U6 Fix

November Employment Report is Like a Christmas Truffle

Those looking for a holiday treat in the November jobs report may be disappointed. The top-line growth in jobs was quite solid – 228,000 jobs. The unemployment rate and labor force participation rate were unchanged at 4.1 percent and 62.7 percent, respectively. The household report showed modest growth in the labor force, employment, and the unemployed that largely matched the larger employer survey.

In short, this looks like a more-of-the-same report.

But digging deeper there is a sweet center. Average hourly earnings rose by 5 cents – an annual rate of 2.3 percent (and up 2.5 percent year-over-year). Average weekly hours ticked up by 0.1 to 34.5 hours. The upshot is that the BLS index of weekly payrolls rose by 0.7 percent – an extremely strong number.

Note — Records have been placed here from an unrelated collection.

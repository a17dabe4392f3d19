//! Guest runtime using wasmtime.
//!
//! Uses wasmtime-wasi preview1 so guests built for `wasm32-wasip1` link
//! without extra shims.

use super::config::{WasiCapabilities, WasmConfig};
use super::host_functions::GlHostFunctions;
use crate::config::BridgeConfig;
use crate::context::GlContext;
use crate::dispatch::Bridge;
use crate::error::{BridgeError, Result};

use std::path::Path;
use std::time::Instant;

use wasmtime::*;

/// Store state: the bridge plus the WASI context and resource limits.
pub struct GlHostState<C: GlContext> {
    pub(crate) bridge: Bridge<C>,
    pub(crate) allocators: Vec<String>,
    preview1: wasmtime_wasi::preview1::WasiP1Ctx,
    limits: StoreLimits,
}

/// Engine and runtime configuration shared by every guest it loads.
pub struct GlSandbox {
    engine: Engine,
    config: WasmConfig,
}

/// A compiled guest module.
pub struct GlModule {
    module: Module,
    name: String,
}

/// An instantiated guest, bound to one host context.
pub struct GlInstance<C: GlContext> {
    store: Store<GlHostState<C>>,
    instance: Instance,
}

/// Result of a guest call with timing information.
#[derive(Debug, Clone)]
pub struct WasmCallResult<T> {
    /// The return value
    pub value: T,
    /// Execution time in microseconds
    pub execution_time_us: u64,
    /// Fuel consumed (if fuel metering enabled)
    pub fuel_consumed: Option<u64>,
}

impl GlSandbox {
    /// Build the engine for `config`.
    pub fn new(config: WasmConfig) -> Result<Self> {
        let mut engine_config = Config::new();

        engine_config.cranelift_opt_level(match config.optimization_level {
            0 => OptLevel::None,
            1 => OptLevel::Speed,
            _ => OptLevel::SpeedAndSize,
        });
        engine_config.wasm_simd(config.enable_simd);

        if config.fuel_limit.is_some() {
            engine_config.consume_fuel(true);
        }

        if let Some(ref cache_path) = config.cache_path {
            if let Err(e) = engine_config.cache_config_load(cache_path) {
                tracing::warn!("Failed to load cache config: {}", e);
            }
        }

        let engine = Engine::new(&engine_config)
            .map_err(|e| BridgeError::Wasm(format!("engine creation failed: {}", e)))?;

        Ok(Self { engine, config })
    }

    /// Load a guest module from a `.wasm` or `.wat` file.
    pub fn load_module(&self, path: impl AsRef<Path>) -> Result<GlModule> {
        let path = path.as_ref();
        let name = path
            .file_stem()
            .and_then(|s| s.to_str())
            .unwrap_or("unknown")
            .to_string();

        let module = Module::from_file(&self.engine, path)
            .map_err(|e| BridgeError::Wasm(format!("module load failed: {}", e)))?;
        tracing::info!(module = %name, "loaded guest module");

        Ok(GlModule { module, name })
    }

    /// Load a guest module from binary or text bytes.
    pub fn load_module_bytes(&self, name: &str, bytes: impl AsRef<[u8]>) -> Result<GlModule> {
        let module = Module::new(&self.engine, bytes)
            .map_err(|e| BridgeError::Wasm(format!("module creation failed: {}", e)))?;
        tracing::info!(module = %name, "loaded guest module");

        Ok(GlModule {
            module,
            name: name.to_string(),
        })
    }

    /// Instantiate `module` with its GL imports served by `ctx`.
    pub fn instantiate<C>(
        &self,
        module: &GlModule,
        ctx: C,
        bridge_config: BridgeConfig,
    ) -> Result<GlInstance<C>>
    where
        C: GlContext + Send + 'static,
    {
        bridge_config.validate()?;
        let mut store = self.new_store(Bridge::with_config(ctx, bridge_config))?;
        let linker = self.linker::<C>()?;

        let instance = linker
            .instantiate(&mut store, &module.module)
            .map_err(|e| BridgeError::Wasm(format!("instantiation failed: {}", e)))?;
        tracing::info!(module = %module.name, import_module = %self.config.import_module, "instantiated guest");

        Ok(GlInstance { store, instance })
    }

    /// Store holding `bridge`, with memory limits and fuel applied.
    pub(crate) fn new_store<C>(&self, bridge: Bridge<C>) -> Result<Store<GlHostState<C>>>
    where
        C: GlContext + Send + 'static,
    {
        let host_state = self.build_host_state(&self.config.capabilities, bridge);
        let mut store = Store::new(&self.engine, host_state);

        store.limiter(|state| &mut state.limits);

        if let Some(fuel) = self.config.fuel_limit {
            store
                .set_fuel(fuel)
                .map_err(|e| BridgeError::Wasm(format!("fuel setup failed: {}", e)))?;
        }
        Ok(store)
    }

    /// Linker with WASI preview1 and every GL entry point defined.
    pub(crate) fn linker<C>(&self) -> Result<Linker<GlHostState<C>>>
    where
        C: GlContext + Send + 'static,
    {
        let mut linker: Linker<GlHostState<C>> = Linker::new(&self.engine);
        wasmtime_wasi::preview1::add_to_linker_sync(&mut linker, |state| &mut state.preview1)
            .map_err(|e| BridgeError::Wasm(format!("WASI link failed: {}", e)))?;

        GlHostFunctions::register(&mut linker, &self.config.import_module)?;
        Ok(linker)
    }

    fn build_host_state<C: GlContext>(&self, caps: &WasiCapabilities, bridge: Bridge<C>) -> GlHostState<C> {
        let mut builder = wasmtime_wasi::WasiCtxBuilder::new();

        if caps.stdin {
            builder.inherit_stdin();
        }
        if caps.stdout {
            builder.inherit_stdout();
        }
        if caps.stderr {
            builder.inherit_stderr();
        }
        for (key, value) in &caps.env_vars {
            builder.env(key, value);
        }
        builder.args(&caps.args);

        let preview1 = builder.build_p1();
        let limits = StoreLimitsBuilder::new()
            .memory_size(self.config.max_memory)
            .build();

        GlHostState {
            bridge,
            allocators: self.config.allocator_exports.clone(),
            preview1,
            limits,
        }
    }

    /// Get the configuration.
    pub fn config(&self) -> &WasmConfig {
        &self.config
    }

    /// The underlying engine.
    pub fn engine(&self) -> &Engine {
        &self.engine
    }
}

impl GlModule {
    /// Get the module name.
    pub fn name(&self) -> &str {
        &self.name
    }

    /// Exported function names.
    pub fn exports(&self) -> impl Iterator<Item = &str> {
        self.module.exports().filter_map(|e| {
            if matches!(e.ty(), ExternType::Func(_)) {
                Some(e.name())
            } else {
                None
            }
        })
    }

    /// `(module, name)` of every import.
    pub fn imports(&self) -> impl Iterator<Item = (&str, &str)> {
        self.module.imports().map(|i| (i.module(), i.name()))
    }
}

impl<C: GlContext> GlInstance<C> {
    fn timed_call<P, R>(&mut self, name: &str, params: P) -> Result<WasmCallResult<R>>
    where
        P: WasmParams,
        R: WasmResults,
    {
        let func = self
            .instance
            .get_typed_func::<P, R>(&mut self.store, name)
            .map_err(|e| BridgeError::Wasm(format!("function '{}' not found: {}", name, e)))?;
        let start = Instant::now();
        let fuel_before = self.store.get_fuel().ok();

        let value = func
            .call(&mut self.store, params)
            .map_err(|e| BridgeError::Wasm(format!("call failed: {:#}", e)))?;

        let fuel_after = self.store.get_fuel().ok();
        let fuel_consumed = fuel_before.zip(fuel_after).map(|(b, a)| b - a);

        Ok(WasmCallResult {
            value,
            execution_time_us: start.elapsed().as_micros() as u64,
            fuel_consumed,
        })
    }

    /// Call a function that takes no arguments and returns nothing.
    pub fn call_void(&mut self, name: &str) -> Result<WasmCallResult<()>> {
        self.timed_call(name, ())
    }

    /// Call a function that takes no arguments and returns an i32.
    pub fn call_i32(&mut self, name: &str) -> Result<WasmCallResult<i32>> {
        self.timed_call(name, ())
    }

    /// Call a function that takes an i32 and returns an i32.
    pub fn call_i32_i32(&mut self, name: &str, arg: i32) -> Result<WasmCallResult<i32>> {
        self.timed_call(name, arg)
    }

    /// Whether the guest exports a function called `name`.
    pub fn has_function(&mut self, name: &str) -> bool {
        self.instance.get_func(&mut self.store, name).is_some()
    }

    /// Write bytes to guest memory at the given offset.
    pub fn write_memory(&mut self, offset: usize, data: &[u8]) -> Result<()> {
        let memory = self.get_memory()?;
        let mem_data = memory.data_mut(&mut self.store);
        let end = offset
            .checked_add(data.len())
            .filter(|&end| end <= mem_data.len())
            .ok_or(BridgeError::OutOfBounds { offset, len: data.len() })?;
        mem_data[offset..end].copy_from_slice(data);
        Ok(())
    }

    /// Read bytes from guest memory at the given offset.
    pub fn read_memory(&mut self, offset: usize, len: usize) -> Result<Vec<u8>> {
        let memory = self.get_memory()?;
        let mem_data = memory.data(&self.store);
        let end = offset
            .checked_add(len)
            .filter(|&end| end <= mem_data.len())
            .ok_or(BridgeError::OutOfBounds { offset, len })?;
        Ok(mem_data[offset..end].to_vec())
    }

    fn get_memory(&mut self) -> Result<Memory> {
        self.instance
            .get_memory(&mut self.store, "memory")
            .ok_or_else(|| BridgeError::Wasm("no memory export found".to_string()))
    }

    /// The bridge serving this guest.
    pub fn bridge(&self) -> &Bridge<C> {
        &self.store.data().bridge
    }

    /// Mutable access to the bridge serving this guest.
    pub fn bridge_mut(&mut self) -> &mut Bridge<C> {
        &mut self.store.data_mut().bridge
    }

    /// Tear down the guest and hand back the bridge.
    pub fn into_bridge(self) -> Bridge<C> {
        self.store.into_data().bridge
    }

    /// Get remaining fuel (if fuel metering enabled).
    pub fn remaining_fuel(&self) -> Option<u64> {
        self.store.get_fuel().ok()
    }
}

/// Per-call timing samples with a percentile summary.
#[derive(Debug, Clone, Default)]
pub struct CallTimings {
    samples: Vec<u64>,
}

impl CallTimings {
    /// Empty collector.
    pub fn new() -> Self {
        Self::default()
    }

    /// Record a timing sample in microseconds.
    pub fn record(&mut self, us: u64) {
        self.samples.push(us);
    }

    /// Number of samples.
    pub fn count(&self) -> usize {
        self.samples.len()
    }

    /// Mean in microseconds.
    pub fn mean_us(&self) -> f64 {
        if self.samples.is_empty() {
            return 0.0;
        }
        self.samples.iter().sum::<u64>() as f64 / self.samples.len() as f64
    }

    /// Median in microseconds.
    pub fn p50_us(&self) -> u64 {
        self.percentile(50)
    }

    /// 99th percentile in microseconds.
    pub fn p99_us(&self) -> u64 {
        self.percentile(99)
    }

    /// Nearest-rank percentile.
    pub fn percentile(&self, p: usize) -> u64 {
        if self.samples.is_empty() {
            return 0;
        }
        let mut sorted = self.samples.clone();
        sorted.sort_unstable();
        let idx = (p * sorted.len() / 100).min(sorted.len() - 1);
        sorted[idx]
    }

    /// Fastest sample.
    pub fn min_us(&self) -> u64 {
        self.samples.iter().copied().min().unwrap_or(0)
    }

    /// Slowest sample.
    pub fn max_us(&self) -> u64 {
        self.samples.iter().copied().max().unwrap_or(0)
    }

    /// One-line summary.
    pub fn summary(&self) -> String {
        format!(
            "n={} min={}us mean={:.1}us p50={}us p99={}us max={}us",
            self.count(),
            self.min_us(),
            self.mean_us(),
            self.p50_us(),
            self.p99_us(),
            self.max_us()
        )
    }
}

Within the unemployment rates there were some interesting moves. Those with less than a high school education saw their unemployment rate fall another 0.5 percentage points (after a 0.8 decline last month) to 5.2 percent. Teen unemployment rose 2.2 percentage points to 15.9 percent – more adolescent volatility (in the data).

Data junkies here’s your fix: the November U-6 (the broadest measure of unemployment) rose to 8.0 percent up from 7.9 percent last month due to a rise in individuals working part time for economic reasons.

The bottom line: The report November was not terribly exciting. But it was quite solid and contained a sweet center – strong foundation for income growth. There is little downside risk in the foreseeable future, but there is an opportunity for faster growth from improved policies.